Within the lines below, find those that hold the string "PageSession" and copy each one.

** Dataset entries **
────

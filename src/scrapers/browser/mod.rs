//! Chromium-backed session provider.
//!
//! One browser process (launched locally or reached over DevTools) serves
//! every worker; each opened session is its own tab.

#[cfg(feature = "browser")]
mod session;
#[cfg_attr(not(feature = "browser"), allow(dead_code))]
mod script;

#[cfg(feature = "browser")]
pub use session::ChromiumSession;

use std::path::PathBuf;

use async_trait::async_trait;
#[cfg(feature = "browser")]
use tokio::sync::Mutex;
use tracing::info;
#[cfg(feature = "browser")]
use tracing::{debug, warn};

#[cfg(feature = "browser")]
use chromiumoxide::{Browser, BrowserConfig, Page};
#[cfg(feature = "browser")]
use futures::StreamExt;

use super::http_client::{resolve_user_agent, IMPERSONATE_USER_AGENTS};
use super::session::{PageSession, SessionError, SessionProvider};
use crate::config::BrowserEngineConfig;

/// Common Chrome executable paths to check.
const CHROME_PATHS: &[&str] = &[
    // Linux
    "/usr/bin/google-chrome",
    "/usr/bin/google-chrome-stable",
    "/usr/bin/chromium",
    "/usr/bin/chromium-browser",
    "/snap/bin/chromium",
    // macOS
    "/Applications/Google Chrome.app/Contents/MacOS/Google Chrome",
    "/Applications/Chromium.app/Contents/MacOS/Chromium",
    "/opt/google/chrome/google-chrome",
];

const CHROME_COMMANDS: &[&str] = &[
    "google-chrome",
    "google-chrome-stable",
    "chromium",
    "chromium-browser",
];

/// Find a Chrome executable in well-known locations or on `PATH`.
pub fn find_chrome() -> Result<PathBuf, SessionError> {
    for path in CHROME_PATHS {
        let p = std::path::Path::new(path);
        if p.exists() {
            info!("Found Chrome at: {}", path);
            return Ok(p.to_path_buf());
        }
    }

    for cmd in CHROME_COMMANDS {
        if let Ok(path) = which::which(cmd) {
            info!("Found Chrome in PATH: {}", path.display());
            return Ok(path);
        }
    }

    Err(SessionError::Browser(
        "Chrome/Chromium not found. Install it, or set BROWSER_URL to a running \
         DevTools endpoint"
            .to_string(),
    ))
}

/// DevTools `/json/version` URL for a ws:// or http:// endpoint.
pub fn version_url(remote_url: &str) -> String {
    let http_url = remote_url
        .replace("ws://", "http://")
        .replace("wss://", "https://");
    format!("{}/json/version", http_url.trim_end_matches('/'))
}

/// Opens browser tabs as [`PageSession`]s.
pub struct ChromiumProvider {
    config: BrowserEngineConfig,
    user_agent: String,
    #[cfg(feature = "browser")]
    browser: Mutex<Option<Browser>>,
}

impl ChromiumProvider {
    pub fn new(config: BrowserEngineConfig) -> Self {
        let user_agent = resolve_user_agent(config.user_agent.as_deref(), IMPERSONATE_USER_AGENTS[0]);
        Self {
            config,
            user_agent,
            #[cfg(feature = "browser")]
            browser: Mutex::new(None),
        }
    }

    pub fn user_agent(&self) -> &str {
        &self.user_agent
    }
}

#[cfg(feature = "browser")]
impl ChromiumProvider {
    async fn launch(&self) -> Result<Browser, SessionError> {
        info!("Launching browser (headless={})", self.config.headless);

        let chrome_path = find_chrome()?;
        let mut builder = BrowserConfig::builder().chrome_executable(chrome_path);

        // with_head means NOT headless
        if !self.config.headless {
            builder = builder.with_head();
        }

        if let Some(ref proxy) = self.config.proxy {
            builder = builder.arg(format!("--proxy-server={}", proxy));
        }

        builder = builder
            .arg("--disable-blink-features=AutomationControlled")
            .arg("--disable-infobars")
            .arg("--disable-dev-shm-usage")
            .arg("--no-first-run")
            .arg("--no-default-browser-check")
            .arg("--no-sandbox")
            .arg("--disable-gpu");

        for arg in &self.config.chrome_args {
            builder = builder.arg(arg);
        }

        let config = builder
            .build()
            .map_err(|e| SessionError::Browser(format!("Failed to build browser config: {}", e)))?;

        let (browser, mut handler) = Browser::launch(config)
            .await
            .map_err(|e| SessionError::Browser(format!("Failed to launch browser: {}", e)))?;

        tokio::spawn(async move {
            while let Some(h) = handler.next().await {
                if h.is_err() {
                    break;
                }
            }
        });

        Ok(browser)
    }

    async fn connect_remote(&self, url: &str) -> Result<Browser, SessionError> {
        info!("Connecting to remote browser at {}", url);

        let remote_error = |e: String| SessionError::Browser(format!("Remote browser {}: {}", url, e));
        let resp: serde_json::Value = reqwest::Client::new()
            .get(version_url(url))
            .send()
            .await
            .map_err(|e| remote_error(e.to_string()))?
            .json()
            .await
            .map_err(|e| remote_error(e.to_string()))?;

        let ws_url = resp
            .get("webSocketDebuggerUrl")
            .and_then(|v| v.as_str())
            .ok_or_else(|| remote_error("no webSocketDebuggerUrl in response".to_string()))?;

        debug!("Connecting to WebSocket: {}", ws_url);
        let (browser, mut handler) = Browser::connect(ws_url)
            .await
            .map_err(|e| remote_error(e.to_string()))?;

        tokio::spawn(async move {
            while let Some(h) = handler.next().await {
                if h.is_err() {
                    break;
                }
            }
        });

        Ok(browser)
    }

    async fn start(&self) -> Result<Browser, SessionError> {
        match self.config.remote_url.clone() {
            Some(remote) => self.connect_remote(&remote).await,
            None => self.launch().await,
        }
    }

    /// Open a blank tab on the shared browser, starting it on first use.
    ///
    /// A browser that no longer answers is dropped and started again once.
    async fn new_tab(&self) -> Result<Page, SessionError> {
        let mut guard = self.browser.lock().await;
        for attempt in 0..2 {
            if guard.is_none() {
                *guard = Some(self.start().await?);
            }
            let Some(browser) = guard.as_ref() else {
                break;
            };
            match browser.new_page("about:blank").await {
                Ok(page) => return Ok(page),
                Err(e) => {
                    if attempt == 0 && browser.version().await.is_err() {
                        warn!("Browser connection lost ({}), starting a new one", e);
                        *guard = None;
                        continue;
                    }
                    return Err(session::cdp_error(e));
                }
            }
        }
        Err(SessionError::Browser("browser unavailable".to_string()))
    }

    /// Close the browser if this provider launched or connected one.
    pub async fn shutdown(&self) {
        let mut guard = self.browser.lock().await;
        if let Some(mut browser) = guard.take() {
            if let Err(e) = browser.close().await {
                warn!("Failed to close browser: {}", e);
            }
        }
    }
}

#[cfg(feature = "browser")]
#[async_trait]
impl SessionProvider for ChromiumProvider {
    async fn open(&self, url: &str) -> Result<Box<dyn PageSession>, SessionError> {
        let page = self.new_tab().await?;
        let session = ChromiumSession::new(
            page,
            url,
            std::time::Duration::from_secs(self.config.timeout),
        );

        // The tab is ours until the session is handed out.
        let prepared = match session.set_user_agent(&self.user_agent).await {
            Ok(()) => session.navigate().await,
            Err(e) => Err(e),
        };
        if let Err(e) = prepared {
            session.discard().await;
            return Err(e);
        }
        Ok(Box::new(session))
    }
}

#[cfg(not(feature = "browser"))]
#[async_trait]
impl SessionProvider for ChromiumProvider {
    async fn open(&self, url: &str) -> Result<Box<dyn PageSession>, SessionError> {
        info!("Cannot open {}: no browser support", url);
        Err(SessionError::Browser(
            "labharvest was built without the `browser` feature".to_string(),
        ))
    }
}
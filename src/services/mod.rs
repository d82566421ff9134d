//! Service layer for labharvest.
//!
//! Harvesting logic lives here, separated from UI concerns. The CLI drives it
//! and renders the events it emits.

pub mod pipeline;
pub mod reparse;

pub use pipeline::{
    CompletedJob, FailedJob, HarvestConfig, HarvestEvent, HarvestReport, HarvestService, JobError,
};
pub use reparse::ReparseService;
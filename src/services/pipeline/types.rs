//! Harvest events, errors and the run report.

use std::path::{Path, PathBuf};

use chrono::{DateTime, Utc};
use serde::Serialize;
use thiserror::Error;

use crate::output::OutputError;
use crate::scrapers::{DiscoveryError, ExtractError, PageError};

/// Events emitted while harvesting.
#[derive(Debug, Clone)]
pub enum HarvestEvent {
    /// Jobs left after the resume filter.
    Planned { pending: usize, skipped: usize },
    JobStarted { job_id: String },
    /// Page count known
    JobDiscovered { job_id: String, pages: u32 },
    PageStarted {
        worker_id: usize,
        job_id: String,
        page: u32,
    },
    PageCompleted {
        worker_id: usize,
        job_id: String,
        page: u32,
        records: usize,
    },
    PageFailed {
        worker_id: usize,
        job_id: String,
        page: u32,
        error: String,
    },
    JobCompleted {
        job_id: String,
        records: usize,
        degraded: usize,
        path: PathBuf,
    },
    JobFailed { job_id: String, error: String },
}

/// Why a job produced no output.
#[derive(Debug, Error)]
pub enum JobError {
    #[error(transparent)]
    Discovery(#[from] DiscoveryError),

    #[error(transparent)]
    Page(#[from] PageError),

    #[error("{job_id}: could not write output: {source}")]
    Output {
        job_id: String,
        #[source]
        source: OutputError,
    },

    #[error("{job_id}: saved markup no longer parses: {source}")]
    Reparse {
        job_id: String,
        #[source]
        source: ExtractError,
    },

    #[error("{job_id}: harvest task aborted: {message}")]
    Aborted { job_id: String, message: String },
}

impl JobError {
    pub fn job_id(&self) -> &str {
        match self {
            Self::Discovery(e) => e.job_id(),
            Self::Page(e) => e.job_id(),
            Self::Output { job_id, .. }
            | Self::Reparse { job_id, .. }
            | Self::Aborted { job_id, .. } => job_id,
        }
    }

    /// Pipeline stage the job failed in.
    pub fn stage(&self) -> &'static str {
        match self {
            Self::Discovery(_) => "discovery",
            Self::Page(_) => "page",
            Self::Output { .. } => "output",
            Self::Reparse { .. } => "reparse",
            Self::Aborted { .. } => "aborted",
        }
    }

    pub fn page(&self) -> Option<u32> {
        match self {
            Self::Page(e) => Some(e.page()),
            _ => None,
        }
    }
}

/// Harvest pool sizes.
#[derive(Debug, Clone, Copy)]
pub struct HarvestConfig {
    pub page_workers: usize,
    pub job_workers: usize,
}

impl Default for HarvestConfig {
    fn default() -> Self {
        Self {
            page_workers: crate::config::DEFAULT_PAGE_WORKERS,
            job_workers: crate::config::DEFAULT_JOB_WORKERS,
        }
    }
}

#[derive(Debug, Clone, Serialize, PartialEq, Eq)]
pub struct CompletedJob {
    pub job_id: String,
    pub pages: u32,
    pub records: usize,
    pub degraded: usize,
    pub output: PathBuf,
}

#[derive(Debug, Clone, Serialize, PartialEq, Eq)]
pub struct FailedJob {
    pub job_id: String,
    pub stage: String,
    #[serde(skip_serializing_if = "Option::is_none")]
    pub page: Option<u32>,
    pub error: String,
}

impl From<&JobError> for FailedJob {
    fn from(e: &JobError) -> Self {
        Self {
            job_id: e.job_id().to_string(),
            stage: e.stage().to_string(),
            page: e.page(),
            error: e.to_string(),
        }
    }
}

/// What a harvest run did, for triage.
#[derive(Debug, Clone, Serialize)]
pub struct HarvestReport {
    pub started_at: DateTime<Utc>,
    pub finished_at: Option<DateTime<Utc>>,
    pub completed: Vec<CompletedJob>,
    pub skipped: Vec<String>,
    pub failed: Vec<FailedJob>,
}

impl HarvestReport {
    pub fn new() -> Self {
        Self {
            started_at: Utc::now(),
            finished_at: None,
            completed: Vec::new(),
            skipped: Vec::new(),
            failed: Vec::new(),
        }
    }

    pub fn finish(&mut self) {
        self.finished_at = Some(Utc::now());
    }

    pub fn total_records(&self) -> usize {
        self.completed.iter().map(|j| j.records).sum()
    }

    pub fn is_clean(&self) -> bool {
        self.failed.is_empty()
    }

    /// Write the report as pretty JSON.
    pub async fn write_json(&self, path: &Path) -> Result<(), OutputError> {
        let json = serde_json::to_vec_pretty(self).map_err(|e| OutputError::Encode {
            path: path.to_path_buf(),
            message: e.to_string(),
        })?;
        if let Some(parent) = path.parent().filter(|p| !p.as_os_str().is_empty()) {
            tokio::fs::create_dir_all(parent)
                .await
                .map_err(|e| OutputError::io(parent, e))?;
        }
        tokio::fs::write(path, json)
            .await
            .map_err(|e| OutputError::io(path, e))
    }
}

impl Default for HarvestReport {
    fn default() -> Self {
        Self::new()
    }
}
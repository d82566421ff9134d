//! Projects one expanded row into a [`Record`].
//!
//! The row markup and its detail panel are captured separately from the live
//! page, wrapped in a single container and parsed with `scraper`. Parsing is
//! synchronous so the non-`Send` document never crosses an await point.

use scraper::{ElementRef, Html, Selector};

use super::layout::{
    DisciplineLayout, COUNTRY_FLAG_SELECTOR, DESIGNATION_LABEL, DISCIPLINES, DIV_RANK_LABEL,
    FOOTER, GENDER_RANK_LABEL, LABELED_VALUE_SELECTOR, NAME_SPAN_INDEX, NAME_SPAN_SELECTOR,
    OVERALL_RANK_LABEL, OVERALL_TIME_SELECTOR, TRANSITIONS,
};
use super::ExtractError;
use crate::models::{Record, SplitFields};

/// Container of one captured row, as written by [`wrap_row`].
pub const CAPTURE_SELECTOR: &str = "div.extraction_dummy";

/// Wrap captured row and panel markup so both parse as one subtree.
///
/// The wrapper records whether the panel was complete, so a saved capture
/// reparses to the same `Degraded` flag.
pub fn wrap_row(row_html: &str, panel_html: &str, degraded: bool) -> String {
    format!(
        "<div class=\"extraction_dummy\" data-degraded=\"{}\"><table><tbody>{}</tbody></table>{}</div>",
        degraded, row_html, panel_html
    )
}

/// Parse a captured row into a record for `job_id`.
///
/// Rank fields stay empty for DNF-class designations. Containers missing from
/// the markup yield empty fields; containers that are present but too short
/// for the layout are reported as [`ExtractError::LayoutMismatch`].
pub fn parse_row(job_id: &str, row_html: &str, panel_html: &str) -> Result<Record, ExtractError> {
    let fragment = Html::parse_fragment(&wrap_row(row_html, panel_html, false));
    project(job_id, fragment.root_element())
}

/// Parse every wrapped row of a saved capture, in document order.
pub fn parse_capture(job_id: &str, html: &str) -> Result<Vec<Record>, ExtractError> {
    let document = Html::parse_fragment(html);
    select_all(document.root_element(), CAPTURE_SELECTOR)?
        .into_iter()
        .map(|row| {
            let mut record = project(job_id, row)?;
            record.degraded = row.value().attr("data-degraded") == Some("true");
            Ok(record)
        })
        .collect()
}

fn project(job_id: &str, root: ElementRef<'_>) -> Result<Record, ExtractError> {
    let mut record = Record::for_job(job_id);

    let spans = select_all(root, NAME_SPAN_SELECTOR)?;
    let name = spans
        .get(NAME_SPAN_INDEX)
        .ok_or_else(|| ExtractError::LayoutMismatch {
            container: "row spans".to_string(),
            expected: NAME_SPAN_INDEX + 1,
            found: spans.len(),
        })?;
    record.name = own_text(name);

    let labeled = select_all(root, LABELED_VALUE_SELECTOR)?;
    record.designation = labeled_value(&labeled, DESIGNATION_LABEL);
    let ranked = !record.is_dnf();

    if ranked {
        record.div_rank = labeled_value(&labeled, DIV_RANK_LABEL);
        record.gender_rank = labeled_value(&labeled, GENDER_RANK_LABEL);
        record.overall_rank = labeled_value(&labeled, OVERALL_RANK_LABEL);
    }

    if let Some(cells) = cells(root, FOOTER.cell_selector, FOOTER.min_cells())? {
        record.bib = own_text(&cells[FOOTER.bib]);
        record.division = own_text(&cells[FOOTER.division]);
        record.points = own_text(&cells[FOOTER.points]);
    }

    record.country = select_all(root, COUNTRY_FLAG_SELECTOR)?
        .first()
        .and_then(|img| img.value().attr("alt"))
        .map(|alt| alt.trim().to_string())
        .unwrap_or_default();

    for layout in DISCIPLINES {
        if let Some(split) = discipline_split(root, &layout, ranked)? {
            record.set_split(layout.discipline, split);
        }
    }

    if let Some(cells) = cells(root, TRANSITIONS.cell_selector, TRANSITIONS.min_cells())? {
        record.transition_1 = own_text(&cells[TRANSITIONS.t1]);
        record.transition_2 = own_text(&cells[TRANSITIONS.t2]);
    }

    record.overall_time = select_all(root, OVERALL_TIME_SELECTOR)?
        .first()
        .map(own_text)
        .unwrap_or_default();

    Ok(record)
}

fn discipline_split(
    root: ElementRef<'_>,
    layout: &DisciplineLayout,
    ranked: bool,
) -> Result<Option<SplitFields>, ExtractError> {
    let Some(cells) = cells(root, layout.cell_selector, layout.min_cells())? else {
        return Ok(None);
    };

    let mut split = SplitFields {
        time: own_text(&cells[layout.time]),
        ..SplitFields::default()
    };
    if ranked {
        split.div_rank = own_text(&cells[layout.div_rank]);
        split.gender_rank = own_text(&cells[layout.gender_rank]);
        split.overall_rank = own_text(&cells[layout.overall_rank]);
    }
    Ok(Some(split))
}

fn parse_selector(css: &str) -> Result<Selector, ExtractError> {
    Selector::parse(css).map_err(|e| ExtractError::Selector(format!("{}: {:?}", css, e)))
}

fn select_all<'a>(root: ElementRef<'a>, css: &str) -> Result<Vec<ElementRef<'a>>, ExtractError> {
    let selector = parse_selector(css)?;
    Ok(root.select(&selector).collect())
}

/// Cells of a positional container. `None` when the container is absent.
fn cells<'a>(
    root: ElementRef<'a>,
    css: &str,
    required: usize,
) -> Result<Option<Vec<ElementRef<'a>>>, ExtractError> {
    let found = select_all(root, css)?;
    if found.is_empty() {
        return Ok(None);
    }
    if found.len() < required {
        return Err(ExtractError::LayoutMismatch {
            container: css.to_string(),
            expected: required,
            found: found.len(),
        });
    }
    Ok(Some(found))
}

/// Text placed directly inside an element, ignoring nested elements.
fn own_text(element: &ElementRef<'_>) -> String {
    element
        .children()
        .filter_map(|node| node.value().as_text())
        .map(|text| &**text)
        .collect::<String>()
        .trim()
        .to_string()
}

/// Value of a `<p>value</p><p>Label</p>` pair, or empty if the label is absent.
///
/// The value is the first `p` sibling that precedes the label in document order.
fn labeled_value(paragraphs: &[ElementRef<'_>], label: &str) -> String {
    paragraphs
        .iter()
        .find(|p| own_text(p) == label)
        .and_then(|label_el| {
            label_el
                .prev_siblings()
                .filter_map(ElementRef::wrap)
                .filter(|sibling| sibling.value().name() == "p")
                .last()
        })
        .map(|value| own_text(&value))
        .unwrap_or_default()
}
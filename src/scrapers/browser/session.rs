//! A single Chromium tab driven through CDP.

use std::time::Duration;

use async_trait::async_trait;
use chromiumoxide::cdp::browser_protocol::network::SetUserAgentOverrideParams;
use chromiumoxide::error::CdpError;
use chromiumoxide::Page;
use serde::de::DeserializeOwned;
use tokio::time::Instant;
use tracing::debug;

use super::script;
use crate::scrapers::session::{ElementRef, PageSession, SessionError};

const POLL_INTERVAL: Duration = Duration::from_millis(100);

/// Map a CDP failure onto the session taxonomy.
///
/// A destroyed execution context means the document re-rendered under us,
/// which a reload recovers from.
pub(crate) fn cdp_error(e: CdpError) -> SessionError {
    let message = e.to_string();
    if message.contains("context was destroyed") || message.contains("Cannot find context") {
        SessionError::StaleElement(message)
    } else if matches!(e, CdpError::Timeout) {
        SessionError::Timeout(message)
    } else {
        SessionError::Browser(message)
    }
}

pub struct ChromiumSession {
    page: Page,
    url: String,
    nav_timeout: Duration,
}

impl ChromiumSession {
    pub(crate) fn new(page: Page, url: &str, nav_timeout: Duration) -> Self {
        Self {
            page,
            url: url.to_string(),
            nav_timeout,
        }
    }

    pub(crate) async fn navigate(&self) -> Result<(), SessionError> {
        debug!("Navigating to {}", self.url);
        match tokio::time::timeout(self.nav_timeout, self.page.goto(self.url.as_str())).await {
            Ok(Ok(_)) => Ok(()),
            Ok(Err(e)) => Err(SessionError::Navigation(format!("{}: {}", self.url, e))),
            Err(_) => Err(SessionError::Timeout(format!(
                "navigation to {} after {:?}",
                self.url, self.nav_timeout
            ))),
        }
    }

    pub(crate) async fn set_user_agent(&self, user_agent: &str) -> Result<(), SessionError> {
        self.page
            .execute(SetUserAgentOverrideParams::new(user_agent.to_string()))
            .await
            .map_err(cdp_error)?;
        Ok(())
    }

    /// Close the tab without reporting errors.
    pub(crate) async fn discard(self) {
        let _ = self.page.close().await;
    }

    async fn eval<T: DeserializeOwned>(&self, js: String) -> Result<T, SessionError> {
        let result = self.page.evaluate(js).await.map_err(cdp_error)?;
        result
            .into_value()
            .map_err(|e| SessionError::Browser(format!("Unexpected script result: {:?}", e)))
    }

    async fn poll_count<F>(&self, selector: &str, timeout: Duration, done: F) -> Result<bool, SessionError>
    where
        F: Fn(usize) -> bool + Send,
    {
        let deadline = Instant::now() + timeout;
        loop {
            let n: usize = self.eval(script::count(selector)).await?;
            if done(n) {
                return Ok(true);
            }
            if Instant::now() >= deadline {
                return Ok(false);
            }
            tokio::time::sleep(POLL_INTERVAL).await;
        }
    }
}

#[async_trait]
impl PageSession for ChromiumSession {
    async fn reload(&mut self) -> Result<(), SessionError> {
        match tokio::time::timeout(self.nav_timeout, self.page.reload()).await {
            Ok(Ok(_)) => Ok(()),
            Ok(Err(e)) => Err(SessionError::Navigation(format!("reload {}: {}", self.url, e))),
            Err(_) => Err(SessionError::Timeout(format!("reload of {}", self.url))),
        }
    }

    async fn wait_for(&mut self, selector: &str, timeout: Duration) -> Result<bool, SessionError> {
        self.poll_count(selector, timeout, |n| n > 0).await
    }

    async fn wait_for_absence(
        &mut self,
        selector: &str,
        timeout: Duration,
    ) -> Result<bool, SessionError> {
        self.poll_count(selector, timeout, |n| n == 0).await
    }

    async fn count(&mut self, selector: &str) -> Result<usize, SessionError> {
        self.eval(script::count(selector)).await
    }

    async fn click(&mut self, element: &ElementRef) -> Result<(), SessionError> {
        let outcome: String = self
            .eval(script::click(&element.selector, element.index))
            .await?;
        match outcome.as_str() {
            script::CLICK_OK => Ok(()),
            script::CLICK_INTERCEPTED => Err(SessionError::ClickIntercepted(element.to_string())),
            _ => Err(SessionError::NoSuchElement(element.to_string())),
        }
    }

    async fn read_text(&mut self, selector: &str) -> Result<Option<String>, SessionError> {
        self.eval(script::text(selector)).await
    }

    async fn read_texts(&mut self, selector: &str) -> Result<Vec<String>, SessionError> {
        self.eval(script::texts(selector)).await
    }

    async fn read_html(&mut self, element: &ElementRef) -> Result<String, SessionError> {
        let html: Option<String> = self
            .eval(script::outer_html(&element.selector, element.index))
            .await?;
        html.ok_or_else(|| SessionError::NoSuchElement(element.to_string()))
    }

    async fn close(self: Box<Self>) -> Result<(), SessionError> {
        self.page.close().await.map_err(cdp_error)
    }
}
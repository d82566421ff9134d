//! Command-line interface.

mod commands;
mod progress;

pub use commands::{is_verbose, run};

────

** Answer box **
use super::session::{PageSession, SessionError, SessionProvider};
/// Opens browser tabs as [`PageSession`]s.
    async fn open(&self, url: &str) -> Result<Box<dyn PageSession>, SessionError> {
    async fn open(&self, url: &str) -> Result<Box<dyn PageSession>, SessionError> {
use crate::scrapers::session::{ElementRef, PageSession, SessionError};
impl PageSession for ChromiumSession {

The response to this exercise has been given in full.